The whole lesson went so smoothly and had tons of intra- and inter-group discussion. Need to use the structure again.

Whole Class Test

I teach an SAT Math Prep this year, which has been an interesting challenge. We basically started off with lessons on all the different content in the exam, then had a long section on tactics (which can be framed as test-taking tactics but I noticed are often just tactics for solving problems in general, which was nice). But we reached the end of those, and the (in-school) SAT is a month away. The obvious thing to do is to just keep doing practice exams, but that can get a bit boring, for both me and the students. Plus, the class that meets Tues/Thurs hasn’t had very many graded assessments this marking period, so I needed to give them something.

I had decided that grading them on correctness in a practice SAT is not appropriate. I had told them this before, and they knew their grades on their assignments were more for things like how they applied the tactic we were learning. But last class they walked in and I gave them a Part 3 exam (the non-calculator part) and told them it would be graded – but there would be a plot twist. For right now, just take it individually, except this half of the room should start from the back and go forward.

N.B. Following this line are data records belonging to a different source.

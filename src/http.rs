//! Transport primitives for REST calls.
//!
//! [`HttpTransport`] is the crate's only dependency on an HTTP stack. The client layer builds an
//! [`ApiRequest`], hands it to the transport, and receives an [`ApiResponse`] for every answer the
//! server gave, successful or not. Transports report a [`TransportError`] only when no response
//! was received, which is what the retry policy keys off.

// std
#[cfg(feature = "reqwest")] use std::ops::Deref;
// self
use crate::{
	_prelude::*,
	auth::TokenSecret,
	error::{ConfigError, DecodeError, TransportError},
};

/// Boxed future returned by [`HttpTransport::execute`].
pub type TransportFuture<'a> =
	Pin<Box<dyn Future<Output = Result<ApiResponse, TransportError>> + 'a + Send>>;

/// Abstraction over HTTP stacks capable of executing a single request.
///
/// Implementations must be `Send + Sync + 'static` so one transport can back every client a
/// factory hands out. They must not retry, follow auth logic, or interpret status codes; the
/// client layer owns all of that.
pub trait HttpTransport
where
	Self: 'static + Send + Sync,
{
	/// Sends `request` and resolves with whatever response the server produced.
	fn execute(&self, request: ApiRequest) -> TransportFuture<'_>;
}

/// Outgoing request as seen by interceptors and transports.
#[derive(Clone, Debug)]
pub struct ApiRequest {
	/// HTTP method.
	pub method: Method,
	/// Absolute URL including query parameters.
	pub url: Url,
	/// Request headers.
	pub headers: HeaderMap,
	/// Serialized body, if any.
	pub body: Option<Vec<u8>>,
	/// Per-request timeout applied by the transport.
	pub timeout: Option<Duration>,
}
impl ApiRequest {
	/// Creates a body-less request.
	pub fn new(method: Method, url: Url) -> Self {
		Self { method, url, headers: HeaderMap::new(), body: None, timeout: None }
	}

	/// Serializes `body` as JSON and sets the matching content type.
	pub fn with_json_body<B>(mut self, body: &B) -> Result<Self, ConfigError>
	where
		B: ?Sized + Serialize,
	{
		let bytes =
			serde_json::to_vec(body).map_err(|source| ConfigError::RequestBody { source })?;

		self.headers
			.insert(header::CONTENT_TYPE, header::HeaderValue::from_static("application/json"));

		self.body = Some(bytes);

		Ok(self)
	}

	/// Sets the per-request timeout.
	pub fn with_timeout(mut self, timeout: Duration) -> Self {
		self.timeout = Some(timeout);

		self
	}

	/// Appends query pairs to the URL.
	pub fn with_query<'a>(mut self, pairs: impl IntoIterator<Item = (&'a str, &'a str)>) -> Self {
		self.url.query_pairs_mut().extend_pairs(pairs);

		self
	}

	/// Returns the current `Authorization` header value, if any.
	pub fn authorization(&self) -> Option<&str> {
		self.headers.get(header::AUTHORIZATION).and_then(|value| value.to_str().ok())
	}

	/// Sets the `Authorization` header to carry `token`.
	pub fn set_bearer(&mut self, token: &TokenSecret) -> Result<(), ConfigError> {
		let mut value = header::HeaderValue::from_str(&token.authorization_value())
			.map_err(|source| ConfigError::InvalidHeader { source })?;

		value.set_sensitive(true);
		self.headers.insert(header::AUTHORIZATION, value);

		Ok(())
	}

	/// Removes any `Authorization` header.
	pub fn clear_bearer(&mut self) {
		self.headers.remove(header::AUTHORIZATION);
	}
}

/// Response received from the server, regardless of status.
#[derive(Clone, Debug)]
pub struct ApiResponse {
	/// HTTP status code.
	pub status: u16,
	/// Response headers.
	pub headers: HeaderMap,
	/// Raw body bytes.
	pub body: Vec<u8>,
}
impl ApiResponse {
	/// Creates a response with no headers.
	pub fn new(status: u16, body: impl Into<Vec<u8>>) -> Self {
		Self { status, headers: HeaderMap::new(), body: body.into() }
	}

	/// Adds a header, ignoring names or values that are not valid HTTP.
	pub fn with_header(mut self, name: &str, value: &str) -> Self {
		if let (Ok(name), Ok(value)) =
			(header::HeaderName::from_bytes(name.as_bytes()), header::HeaderValue::from_str(value))
		{
			self.headers.append(name, value);
		}

		self
	}

	/// Returns `true` for 2xx statuses.
	pub fn is_success(&self) -> bool {
		StatusCode::from_u16(self.status).map(|status| status.is_success()).unwrap_or(false)
	}

	/// Decodes the body as JSON, reporting the failing field path on error.
	///
	/// An empty body decodes as JSON `null`, so `()` and `Option<T>` targets accept it.
	pub fn json<T>(&self) -> Result<T, DecodeError>
	where
		T: DeserializeOwned,
	{
		let body: &[u8] =
			if self.body.iter().all(u8::is_ascii_whitespace) { b"null" } else { &self.body };
		let mut deserializer = serde_json::Deserializer::from_slice(body);

		serde_path_to_error::deserialize(&mut deserializer)
			.map_err(|source| DecodeError::Json { source })
	}
}

/// Thin wrapper around [`ReqwestClient`] so shared HTTP behavior lives in one place.
#[cfg(feature = "reqwest")]
#[derive(Clone, Debug, Default)]
pub struct ReqwestTransport(pub ReqwestClient);
#[cfg(feature = "reqwest")]
impl ReqwestTransport {
	/// Wraps an existing reqwest [`ReqwestClient`].
	pub fn with_client(client: ReqwestClient) -> Self {
		Self(client)
	}

	async fn send(&self, request: ApiRequest) -> Result<ApiResponse, TransportError> {
		let mut builder = self.0.request(request.method, request.url).headers(request.headers);

		if let Some(timeout) = request.timeout.and_then(|t| std::time::Duration::try_from(t).ok()) {
			builder = builder.timeout(timeout);
		}
		if let Some(body) = request.body {
			builder = builder.body(body);
		}

		let response = builder.send().await?;
		let status = response.status().as_u16();
		let headers = response.headers().to_owned();
		let body = response.bytes().await.map_err(TransportError::response)?.to_vec();

		Ok(ApiResponse { status, headers, body })
	}
}
#[cfg(feature = "reqwest")]
impl AsRef<ReqwestClient> for ReqwestTransport {
	fn as_ref(&self) -> &ReqwestClient {
		&self.0
	}
}
#[cfg(feature = "reqwest")]
impl Deref for ReqwestTransport {
	type Target = ReqwestClient;

	fn deref(&self) -> &Self::Target {
		&self.0
	}
}
#[cfg(feature = "reqwest")]
impl HttpTransport for ReqwestTransport {
	fn execute(&self, request: ApiRequest) -> TransportFuture<'_> {
		Box::pin(self.send(request))
	}
}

Oh, and you get 5 fewer minutes than normal.

While they were working, I went around on my whiteboards and put up the numbers 1 through 20 well spread out, and an ABCD for 1-15. (I wish I had taken pictures!) This started to get them suspicious. When time was up, I told them my grading scheme: it was out of 5 pts, and they lost a point for every question they got wrong. So if you got 15 right, that’s a 0. But! They had the remaining 20 minutes of class to work together and figure out what the right answers should be. And if anyone got less than 15, the whole class lost a point – forcing them all to work together. (With limits, of course – they won’t be penalized for that kid who went to the bathroom for 15 minutes during this, for example.)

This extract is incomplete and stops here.